AUBURN — A new judge is expected to be installed at Androscoggin County Superior Court next month to replace recently appointed U.S. Attorney Thomas Delahanty II, who had presided over cases here for more than two decades.
Justice MaryGay Kennedy is finishing up her case load at 9th District Court in Portland, where her replacement soon will be trained.
Kennedy, of Brunswick, was appointed to the Maine District Court in 2007. Before that, she was a practicing lawyer with Germani and Riggleand and McTeague, Higbee, MacAdam, Case, Cohen and Whitney. She was also the founding director of the Maine Court Appointed Special Advocate program. Kennedy earned a degree from the University of Maine School of Law.
Gov. John Baldacci nominated her to the Maine Superior Court in July.
Kennedy is expected to assume her assignment at Androscoggin County Superior Court and be sitting on cases by mid-October, Maine Superior Court Chief Justice Thomas Humphrey said Wednesday.
Delahanty was sworn in as U.S. Attorney in Portland on Aug. 6.

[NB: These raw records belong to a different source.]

//! Route handlers for the CRM API.

pub mod appointments;
pub mod customers;
pub mod health;
pub mod statistics;
pub mod viewing_records;

use axum::routing::{get, put};
use axum::{Json, Router};
use serde::Serialize;

use crate::state::AppState;

/// Success envelope: `{ "success": true, "data": ... }`.
#[derive(Debug, Serialize)]
pub struct ApiResponse<T> {
    pub success: bool,
    pub data: T,
}

impl<T: Serialize> ApiResponse<T> {
    pub fn ok(data: T) -> Json<Self> {
        Json(Self {
            success: true,
            data,
        })
    }
}

/// Build the router with all routes.
pub fn router() -> Router<AppState> {
    Router::new()
        // Health check
        .route("/health", get(health::health))
        // Customers
        .route(
            "/api/customers",
            get(customers::list_customers).post(customers::create_customer),
        )
        .route("/api/customers/stats", get(customers::customer_stats))
        .route(
            "/api/customers/:id",
            get(customers::get_customer)
                .put(customers::update_customer)
                .delete(customers::delete_customer),
        )
        // Viewing records
        .route(
            "/api/viewing-records",
            get(viewing_records::list_viewing_records).post(viewing_records::create_viewing_record),
        )
        .route(
            "/api/viewing-records/:id",
            get(viewing_records::get_viewing_record).delete(viewing_records::delete_viewing_record),
        )
        // Appointments
        .route(
            "/api/appointments",
            get(appointments::list_appointments).post(appointments::create_appointment),
        )
        .route(
            "/api/appointments/:id/status",
            put(appointments::update_appointment_status),
        )
        .route(
            "/api/appointments/:id",
            axum::routing::delete(appointments::delete_appointment),
        )
        // External consumers
        .route(
            "/api/external/statistics",
            get(statistics::external_statistics),
        )
}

Kennedy is expected to begin presiding over criminal cases in October and to continue through November at the Auburn courthouse. In December, she’s expected to sit on civil cases, Humphrey said.
Two other former Maine District Court judges have been assigned to Maine Superior Courts, Humphrey said.
Ann Murray of Bangor is assigned to Penobscot County Superior Court and is expected to begin sitting on cases there in mid-October. She was chief judge of Maine District Court in Bangor. She has been a district court judge since 1999.
Murray’s cousin, Robert Murray, also of Bangor, is assigned to Kennebec County Superior Court in Augusta and is expected to begin presiding over cases there next month. He was appointed district court judge in Bangor in 2004. Before that, he served as commissioner at the Department of Professional and Financial Regulation.
Both Murrays worked as lawyers at private firms and are graduates of the University of Maine School of Law.
Ann Murray also worked at the Penobscot County District Attorney’s Office. Robert Murray had served four years in the Maine Legislature as a member of the House of Representatives.
Taking the place of the three incoming Maine Superior Court justices are:
— Susan Oram of Auburn, who served as a family law magistrate since 2003. She had been an lawyer at a firm in Lewiston. She is a graduate of the Vermont Law School.
— Bruce Jordan of Veazie, who served as a family law magistrate since 1998. He graduated from Franklin Pierce Law Center in Concord, N.H. He worked as a lawyer before working for the court.
— Patrick Ende of Hallowell, who served as Baldacci’s chief legal counsel for the past two years. He also served as a senior policy adviser for the governor, covering several departments. Before that, he was litigation director for the Maine Equal Justice Partners. He worked as a lawyer at Pine Tree Legal Assistance. He’s a graduate of New York University School of Law.